Department of Population Health, New York University School of Medicine, New York, New York.
Department of Statistics, Carnegie Mellon University, Pittsburgh, Pennsylvania.
Stat Med. 2019 May 30;38(12):2184-2205. doi: 10.1002/sim.8100. Epub 2019 Jan 30.

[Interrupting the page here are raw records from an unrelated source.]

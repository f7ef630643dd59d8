use crate::{
    config::ServerConfig,
    connectivity::ConnectivityManager,
    error::HttpError,
    http::{HttpClient, HttpRequest, HttpResponse, ResponseStream},
    platform::{Clock, Display, Transport, WifiRadio},
    types::ConnectionState,
};

/// The node's single network path: the WiFi link plus the HTTP client bound
/// to the configured server. Only one request is ever in flight.
pub struct Uplink<R, T, C, D> {
    wifi: ConnectivityManager<R, C, D>,
    http: HttpClient<T, C>,
    server: ServerConfig,
}

impl<R, T, C, D> Uplink<R, T, C, D>
where
    R: WifiRadio,
    T: Transport,
    C: Clock,
    D: Display,
{
    pub fn new(
        wifi: ConnectivityManager<R, C, D>,
        http: HttpClient<T, C>,
        server: ServerConfig,
    ) -> Self {
        Self { wifi, http, server }
    }

    pub fn wifi(&self) -> &ConnectivityManager<R, C, D> {
        &self.wifi
    }

    pub fn wifi_mut(&mut self) -> &mut ConnectivityManager<R, C, D> {
        &mut self.wifi
    }

    pub fn server(&self) -> &ServerConfig {
        &self.server
    }

    pub fn display(&self) -> &D {
        self.wifi.display()
    }

    pub fn is_connected(&self) -> bool {
        self.wifi.is_connected()
    }

    pub fn poll(&mut self) -> ConnectionState {
        self.wifi.poll()
    }

    pub fn reconnect(&mut self) -> bool {
        self.wifi.reconnect()
    }

    pub fn get(&mut self, path: &str) -> Result<HttpResponse, HttpError> {
        let Self { wifi, http, server } = self;
        http.get(&*wifi, &server.host, server.port, path)
    }

    pub fn post_json(&mut self, path: &str, body: &[u8]) -> Result<HttpResponse, HttpError> {
        let Self { wifi, http, server } = self;
        http.post(&*wifi, &server.host, server.port, path, body)
    }

    pub fn open_get(&mut self, path: &str) -> Result<ResponseStream<'_, T, C>, HttpError> {
        let Self { wifi, http, server } = self;
        http.open(&*wifi, server.port, &HttpRequest::get(&server.host, path))
    }
}

#[cfg(test)]
pub(crate) mod test_support {
    use super::*;
    use crate::{
        config::{HttpConfig, WifiConfig},
        testing::{FakeClock, FakeRadio, RecordingDisplay, ScriptedTransport},
    };

    pub type TestUplink = Uplink<FakeRadio, ScriptedTransport, FakeClock, RecordingDisplay>;

    pub fn server() -> ServerConfig {
        ServerConfig {
            host: "10.0.0.2".to_string(),
            port: 3000,
        }
    }

    /// Uplink whose WiFi link is already up.
    pub fn connected(
        clock: &FakeClock,
        transport: ScriptedTransport,
        display: &RecordingDisplay,
    ) -> (TestUplink, FakeRadio) {
        let radio = FakeRadio::new();
        let mut wifi = ConnectivityManager::new(
            radio.clone(),
            clock.clone(),
            display.clone(),
            WifiConfig::default(),
        );
        assert!(wifi.connect("home", "secret"));

        let http = HttpClient::new(transport, clock.clone(), HttpConfig::default());
        (Uplink::new(wifi, http, server()), radio)
    }
}
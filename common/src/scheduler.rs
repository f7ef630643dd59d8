use crate::{config::ScheduleConfig, types::ConnectionState};

#[derive(Debug, Clone, Copy, PartialEq, Eq)]
pub enum NodeAction {
    Reconnect,
    SendReading,
    LogBattery,
    CheckForUpdate,
    /// The link has been down past the grace period; reboot the node.
    Restart,
}

/// Periodic work of the node loop. Pure: the caller supplies time and link
/// state and executes the returned actions in order.
#[derive(Debug, Clone)]
pub struct NodeScheduler {
    config: ScheduleConfig,
    last_reading_ms: Option<u64>,
    last_battery_log_ms: Option<u64>,
    last_update_check_ms: Option<u64>,
    disconnected_since_ms: Option<u64>,
}

impl NodeScheduler {
    pub fn new(config: ScheduleConfig) -> Self {
        Self {
            config,
            last_reading_ms: None,
            last_battery_log_ms: None,
            last_update_check_ms: None,
            disconnected_since_ms: None,
        }
    }

    /// Records the boot-time update check so the next one is a full
    /// interval away.
    pub fn mark_update_checked(&mut self, now_ms: u64) {
        self.last_update_check_ms = Some(now_ms);
    }

    pub fn tick(&mut self, now_ms: u64, link: ConnectionState) -> Vec<NodeAction> {
        let mut actions = Vec::new();
        let connected = link == ConnectionState::Connected;

        if connected {
            self.disconnected_since_ms = None;
        } else {
            let since = *self.disconnected_since_ms.get_or_insert(now_ms);
            if now_ms.saturating_sub(since) > self.config.wifi_restart_grace_ms {
                return vec![NodeAction::Restart];
            }
            actions.push(NodeAction::Reconnect);
        }

        if connected && due(self.last_reading_ms, self.config.reading_interval_ms, now_ms) {
            self.last_reading_ms = Some(now_ms);
            actions.push(NodeAction::SendReading);
        }

        if due(self.last_battery_log_ms, self.config.battery_log_interval_ms, now_ms) {
            self.last_battery_log_ms = Some(now_ms);
            actions.push(NodeAction::LogBattery);
        }

        if connected
            && due(
                self.last_update_check_ms,
                self.config.update_check_interval_ms,
                now_ms,
            )
        {
            self.last_update_check_ms = Some(now_ms);
            actions.push(NodeAction::CheckForUpdate);
        }

        actions
    }
}

fn due(last_ms: Option<u64>, interval_ms: u64, now_ms: u64) -> bool {
    last_ms.map_or(true, |last| now_ms.saturating_sub(last) >= interval_ms)
}

#[cfg(test)]
mod tests {
    use pretty_assertions::assert_eq;

    use super::*;
    use crate::types::ConnectionState::{Connected, Disconnected};

    fn scheduler() -> NodeScheduler {
        NodeScheduler::new(ScheduleConfig::default())
    }

    #[test]
    fn first_tick_runs_everything() {
        let mut scheduler = scheduler();
        assert_eq!(
            scheduler.tick(0, Connected),
            vec![
                NodeAction::SendReading,
                NodeAction::LogBattery,
                NodeAction::CheckForUpdate
            ]
        );
    }

    #[test]
    fn intervals_are_respected() {
        let mut scheduler = scheduler();
        scheduler.mark_update_checked(0);

        assert_eq!(
            scheduler.tick(0, Connected),
            vec![NodeAction::SendReading, NodeAction::LogBattery]
        );
        assert!(scheduler.tick(9_999, Connected).is_empty());
        assert_eq!(
            scheduler.tick(10_000, Connected),
            vec![NodeAction::SendReading, NodeAction::LogBattery]
        );
        assert!(scheduler
            .tick(3_600_000, Connected)
            .contains(&NodeAction::CheckForUpdate));
    }

    #[test]
    fn disconnected_link_reconnects_and_defers_network_work() {
        let mut scheduler = scheduler();

        assert_eq!(
            scheduler.tick(0, Disconnected),
            vec![NodeAction::Reconnect, NodeAction::LogBattery]
        );
        assert_eq!(
            scheduler.tick(1_000, Connected),
            vec![NodeAction::SendReading, NodeAction::CheckForUpdate]
        );
    }

    #[test]
    fn restarts_after_grace_period_without_link() {
        let mut scheduler = scheduler();

        scheduler.tick(1_000, Disconnected);
        assert_eq!(
            scheduler.tick(301_000, Disconnected),
            vec![NodeAction::Reconnect, NodeAction::LogBattery]
        );
        assert_eq!(
            scheduler.tick(301_001, Disconnected),
            vec![NodeAction::Restart]
        );
    }

    #[test]
    fn recovered_link_resets_restart_timer() {
        let mut scheduler = scheduler();

        scheduler.tick(0, Disconnected);
        scheduler.tick(200_000, Connected);
        scheduler.tick(250_000, Disconnected);

        assert!(!scheduler
            .tick(500_000, Disconnected)
            .contains(&NodeAction::Restart));
    }
}
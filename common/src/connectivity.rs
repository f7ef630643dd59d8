use std::net::Ipv4Addr;

use log::{error, info, warn};

use crate::{
    config::{WifiConfig, WifiCredentials},
    platform::{Clock, Display, LinkStatus, WifiRadio},
    types::{ConnectionState, DisplayState},
};

pub struct ConnectivityManager<R, C, D> {
    radio: R,
    clock: C,
    display: D,
    config: WifiConfig,
    state: ConnectionState,
    credentials: Option<WifiCredentials>,
}

impl<R: WifiRadio, C: Clock, D: Display> ConnectivityManager<R, C, D> {
    pub fn new(radio: R, clock: C, display: D, config: WifiConfig) -> Self {
        Self {
            radio,
            clock,
            display,
            config,
            state: ConnectionState::Disconnected,
            credentials: None,
        }
    }

    pub fn state(&self) -> ConnectionState {
        self.state
    }

    pub fn display(&self) -> &D {
        &self.display
    }

    pub fn radio(&self) -> &R {
        &self.radio
    }

    pub fn radio_mut(&mut self) -> &mut R {
        &mut self.radio
    }

    pub fn is_connected(&self) -> bool {
        self.state == ConnectionState::Connected && self.radio.is_associated()
    }

    /// Associates and waits for an address, bounded by the connect timeout.
    /// The only recovery inside the attempt is the periodic radio reset.
    pub fn connect(&mut self, ssid: &str, password: &str) -> bool {
        let credentials = WifiCredentials {
            ssid: ssid.to_string(),
            password: password.to_string(),
        };
        if !credentials.is_configured() {
            return self.fail("no WiFi credentials configured");
        }

        self.state = ConnectionState::Connecting;
        self.display.show(DisplayState::Connecting);
        info!("Connecting to WiFi SSID '{ssid}'");
        self.credentials = Some(credentials.clone());

        if self.radio.is_associated() {
            self.radio.disconnect();
            self.clock.sleep_ms(self.config.disconnect_settle_ms);
        }

        let started = self.clock.now_ms();
        if let Err(err) = self.radio.begin(&credentials) {
            return self.fail(&format!("radio rejected connect: {err}"));
        }

        let mut failed_polls = 0;
        while !self.radio.is_associated() {
            if self.clock.elapsed_since(started) >= self.config.connect_timeout_ms {
                return self.fail("association timed out");
            }
            self.clock.sleep_ms(self.config.status_poll_ms);

            failed_polls += 1;
            if failed_polls >= self.config.radio_reset_after_polls {
                warn!("WiFi still unassociated after {failed_polls} polls, resetting radio");
                self.radio.disconnect();
                self.clock.sleep_ms(self.config.radio_reset_settle_ms);
                if let Err(err) = self.radio.begin(&credentials) {
                    return self.fail(&format!("radio rejected reconnect: {err}"));
                }
                failed_polls = 0;
            }
        }

        let ip = loop {
            if let Some(ip) = self.radio.local_ip().filter(|ip| !ip.is_unspecified()) {
                break ip;
            }
            if self.clock.elapsed_since(started) >= self.config.connect_timeout_ms {
                return self.fail("associated but no address assigned");
            }
            self.clock.sleep_ms(self.config.address_poll_ms);
        };

        self.mark_connected(ip);
        true
    }

    pub fn reconnect(&mut self) -> bool {
        match self.credentials.clone() {
            Some(credentials) => self.connect(&credentials.ssid, &credentials.password),
            None => self.fail("reconnect requested before any connect"),
        }
    }

    pub fn poll(&mut self) -> ConnectionState {
        match self.state {
            ConnectionState::Connected => {
                if !self.radio.is_associated() || self.radio.local_ip().is_none() {
                    warn!("WiFi link lost");
                    self.state = ConnectionState::Disconnected;
                    self.display.show(DisplayState::Sad);
                }
            }
            ConnectionState::Disconnected if self.credentials.is_some() => {
                if self.radio.is_associated() {
                    if let Some(ip) = self.radio.local_ip() {
                        self.mark_connected(ip);
                    }
                }
            }
            _ => {}
        }
        self.state
    }

    fn mark_connected(&mut self, ip: Ipv4Addr) {
        self.state = ConnectionState::Connected;
        self.display.show(DisplayState::Happy);
        match self.radio.rssi() {
            Some(rssi) => info!("WiFi connected: ip={ip} rssi={rssi} dBm"),
            None => info!("WiFi connected: ip={ip}"),
        }
    }

    fn fail(&mut self, reason: &str) -> bool {
        error!("WiFi connect failed: {reason}");
        self.radio.disconnect();
        self.state = ConnectionState::Disconnected;
        self.display.show(DisplayState::Sad);
        false
    }
}

impl<R: WifiRadio, C: Clock, D: Display> LinkStatus for ConnectivityManager<R, C, D> {
    fn is_connected(&self) -> bool {
        ConnectivityManager::is_connected(self)
    }
}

We study regularized estimation in high-dimensional longitudinal classification problems, using the lasso and fused lasso regularizers. The constructed coefficient estimates are piecewise constant across the time dimension in the longitudinal problem, with adaptively selected change points (break points). We present an efficient algorithm for computing such estimates, based on proximal gradient descent. We apply our proposed technique to a longitudinal data set on Alzheimer's disease from the Cardiovascular Health Study Cognition Study. Using data analysis and a simulation study, we motivate and demonstrate several practical considerations such as the selection of tuning parameters and the assessment of model stability. While race, gender, vascular and heart disease, lack of caregivers, and deterioration of learning and memory are all important predictors of dementia, we also find that these risk factors become more relevant in the later stages of life.
我们研究了高维纵向分类问题中的正则化估计,使用了 lasso 和融合 lasso 正则化器。在纵向问题中,构建的系数估计在时间维度上是分段常数的,具有自适应选择的变化点(断点)。我们提出了一种基于近端梯度下降的计算这种估计的有效算法。我们将我们提出的技术应用于来自心血管健康研究认知研究的阿尔茨海默病的纵向数据集。通过数据分析和模拟研究,我们提出并演示了一些实际考虑因素,例如调整参数的选择和模型稳定性的评估。虽然种族、性别、血管和心脏病、缺乏照顾者以及学习和记忆能力的恶化都是痴呆症的重要预测因素,但我们也发现这些风险因素在生命的后期变得更加相关。